Stored data
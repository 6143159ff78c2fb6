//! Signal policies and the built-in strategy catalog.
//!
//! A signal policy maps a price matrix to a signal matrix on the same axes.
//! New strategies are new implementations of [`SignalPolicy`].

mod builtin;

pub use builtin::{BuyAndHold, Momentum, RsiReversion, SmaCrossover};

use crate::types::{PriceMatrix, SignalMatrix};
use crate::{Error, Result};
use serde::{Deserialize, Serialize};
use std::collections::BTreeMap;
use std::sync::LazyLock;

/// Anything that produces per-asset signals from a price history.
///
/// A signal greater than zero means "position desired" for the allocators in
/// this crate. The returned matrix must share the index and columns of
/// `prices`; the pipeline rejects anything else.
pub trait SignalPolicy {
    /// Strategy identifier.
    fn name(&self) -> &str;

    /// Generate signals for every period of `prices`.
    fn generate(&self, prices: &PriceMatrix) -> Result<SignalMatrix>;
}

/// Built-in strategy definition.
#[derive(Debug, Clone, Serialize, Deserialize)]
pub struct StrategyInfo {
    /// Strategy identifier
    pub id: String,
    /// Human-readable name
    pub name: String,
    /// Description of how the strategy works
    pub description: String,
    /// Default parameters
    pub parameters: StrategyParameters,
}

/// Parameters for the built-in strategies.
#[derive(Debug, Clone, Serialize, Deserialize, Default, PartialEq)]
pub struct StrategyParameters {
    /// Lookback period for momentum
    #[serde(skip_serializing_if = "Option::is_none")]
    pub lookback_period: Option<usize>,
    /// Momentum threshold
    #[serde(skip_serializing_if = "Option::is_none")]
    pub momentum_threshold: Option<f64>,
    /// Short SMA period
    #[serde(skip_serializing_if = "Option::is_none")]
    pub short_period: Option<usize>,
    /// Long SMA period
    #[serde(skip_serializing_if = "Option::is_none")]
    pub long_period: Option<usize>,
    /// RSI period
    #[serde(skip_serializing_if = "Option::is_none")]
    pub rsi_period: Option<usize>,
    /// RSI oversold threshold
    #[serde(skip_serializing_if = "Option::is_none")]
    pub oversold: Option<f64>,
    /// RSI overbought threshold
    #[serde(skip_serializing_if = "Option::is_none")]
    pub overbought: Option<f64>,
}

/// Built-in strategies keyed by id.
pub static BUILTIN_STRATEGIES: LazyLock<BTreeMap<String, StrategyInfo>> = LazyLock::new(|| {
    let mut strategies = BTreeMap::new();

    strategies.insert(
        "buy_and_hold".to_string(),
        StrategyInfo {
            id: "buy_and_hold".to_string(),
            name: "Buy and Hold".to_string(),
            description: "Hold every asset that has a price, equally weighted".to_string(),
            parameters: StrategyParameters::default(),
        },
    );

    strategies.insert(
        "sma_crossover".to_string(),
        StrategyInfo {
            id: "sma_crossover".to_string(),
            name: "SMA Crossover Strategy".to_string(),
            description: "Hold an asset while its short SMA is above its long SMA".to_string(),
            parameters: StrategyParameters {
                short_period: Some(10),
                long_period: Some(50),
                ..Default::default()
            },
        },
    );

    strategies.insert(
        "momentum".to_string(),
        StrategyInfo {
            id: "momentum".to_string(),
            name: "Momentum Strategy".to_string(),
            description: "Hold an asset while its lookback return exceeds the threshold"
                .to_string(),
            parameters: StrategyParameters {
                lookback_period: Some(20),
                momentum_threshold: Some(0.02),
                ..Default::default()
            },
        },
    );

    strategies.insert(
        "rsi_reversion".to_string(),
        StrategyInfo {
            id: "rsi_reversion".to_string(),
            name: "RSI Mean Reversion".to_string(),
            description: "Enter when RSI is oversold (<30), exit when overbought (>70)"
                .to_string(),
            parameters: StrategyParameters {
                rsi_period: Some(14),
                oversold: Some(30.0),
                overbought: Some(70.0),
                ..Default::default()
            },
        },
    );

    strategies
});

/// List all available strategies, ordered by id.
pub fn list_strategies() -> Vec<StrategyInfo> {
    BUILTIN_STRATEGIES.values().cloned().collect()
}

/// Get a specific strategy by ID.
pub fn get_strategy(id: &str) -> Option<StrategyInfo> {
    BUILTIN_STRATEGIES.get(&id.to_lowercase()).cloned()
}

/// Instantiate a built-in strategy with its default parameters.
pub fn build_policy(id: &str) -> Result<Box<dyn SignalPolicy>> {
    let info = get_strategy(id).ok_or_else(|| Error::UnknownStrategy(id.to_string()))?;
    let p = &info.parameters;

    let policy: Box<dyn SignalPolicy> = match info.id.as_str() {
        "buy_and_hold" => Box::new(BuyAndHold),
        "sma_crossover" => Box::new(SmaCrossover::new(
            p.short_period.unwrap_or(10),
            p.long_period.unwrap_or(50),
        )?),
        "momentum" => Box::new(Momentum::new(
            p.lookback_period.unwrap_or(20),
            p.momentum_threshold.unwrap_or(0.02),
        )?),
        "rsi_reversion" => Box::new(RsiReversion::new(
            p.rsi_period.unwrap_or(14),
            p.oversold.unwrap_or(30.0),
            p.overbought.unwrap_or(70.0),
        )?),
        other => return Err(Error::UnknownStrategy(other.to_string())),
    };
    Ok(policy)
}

* * *

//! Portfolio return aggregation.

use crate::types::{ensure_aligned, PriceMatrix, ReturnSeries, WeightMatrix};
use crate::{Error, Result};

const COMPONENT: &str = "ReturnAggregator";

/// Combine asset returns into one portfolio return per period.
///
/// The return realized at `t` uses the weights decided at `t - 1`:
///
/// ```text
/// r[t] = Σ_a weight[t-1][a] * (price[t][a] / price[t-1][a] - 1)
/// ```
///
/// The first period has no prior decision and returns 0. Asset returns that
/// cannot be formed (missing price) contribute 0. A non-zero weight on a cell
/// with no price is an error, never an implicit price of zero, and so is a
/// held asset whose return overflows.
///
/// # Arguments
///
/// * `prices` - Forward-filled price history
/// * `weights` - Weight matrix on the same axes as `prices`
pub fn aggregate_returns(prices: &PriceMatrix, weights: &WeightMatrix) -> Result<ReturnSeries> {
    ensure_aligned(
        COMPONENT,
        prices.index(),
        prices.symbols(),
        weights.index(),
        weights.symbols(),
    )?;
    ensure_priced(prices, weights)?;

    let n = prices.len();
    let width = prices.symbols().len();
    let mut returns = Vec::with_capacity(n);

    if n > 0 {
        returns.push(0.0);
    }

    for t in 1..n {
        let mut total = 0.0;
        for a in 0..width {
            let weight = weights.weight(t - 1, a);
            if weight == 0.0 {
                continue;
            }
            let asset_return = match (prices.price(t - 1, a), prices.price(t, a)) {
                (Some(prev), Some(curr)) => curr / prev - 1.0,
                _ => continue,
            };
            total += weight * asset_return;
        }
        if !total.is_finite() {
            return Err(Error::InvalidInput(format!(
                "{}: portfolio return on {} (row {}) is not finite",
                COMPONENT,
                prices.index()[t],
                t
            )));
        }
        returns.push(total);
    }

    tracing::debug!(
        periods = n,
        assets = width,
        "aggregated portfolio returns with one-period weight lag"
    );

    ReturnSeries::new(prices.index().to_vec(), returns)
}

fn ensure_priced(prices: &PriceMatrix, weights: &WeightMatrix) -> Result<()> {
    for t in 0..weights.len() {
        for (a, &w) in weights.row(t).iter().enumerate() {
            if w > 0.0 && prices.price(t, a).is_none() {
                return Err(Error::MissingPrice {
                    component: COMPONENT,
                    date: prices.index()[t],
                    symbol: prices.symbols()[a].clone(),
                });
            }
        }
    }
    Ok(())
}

...

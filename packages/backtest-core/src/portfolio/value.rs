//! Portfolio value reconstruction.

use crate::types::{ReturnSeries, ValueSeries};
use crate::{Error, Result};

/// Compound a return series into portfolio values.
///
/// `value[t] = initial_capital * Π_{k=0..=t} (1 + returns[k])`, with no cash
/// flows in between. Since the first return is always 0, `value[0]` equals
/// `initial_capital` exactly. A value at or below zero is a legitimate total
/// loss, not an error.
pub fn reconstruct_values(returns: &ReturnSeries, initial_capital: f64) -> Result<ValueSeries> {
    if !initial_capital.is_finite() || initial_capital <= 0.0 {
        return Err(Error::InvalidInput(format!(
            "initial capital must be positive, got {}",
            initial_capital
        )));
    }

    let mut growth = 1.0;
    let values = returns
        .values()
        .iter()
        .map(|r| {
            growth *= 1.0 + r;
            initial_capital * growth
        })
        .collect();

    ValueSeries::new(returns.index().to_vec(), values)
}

_What you will do_. Say how many of the lines above include the word "WeightMatrix", giving the figure alone.

_Completed exercise_. 3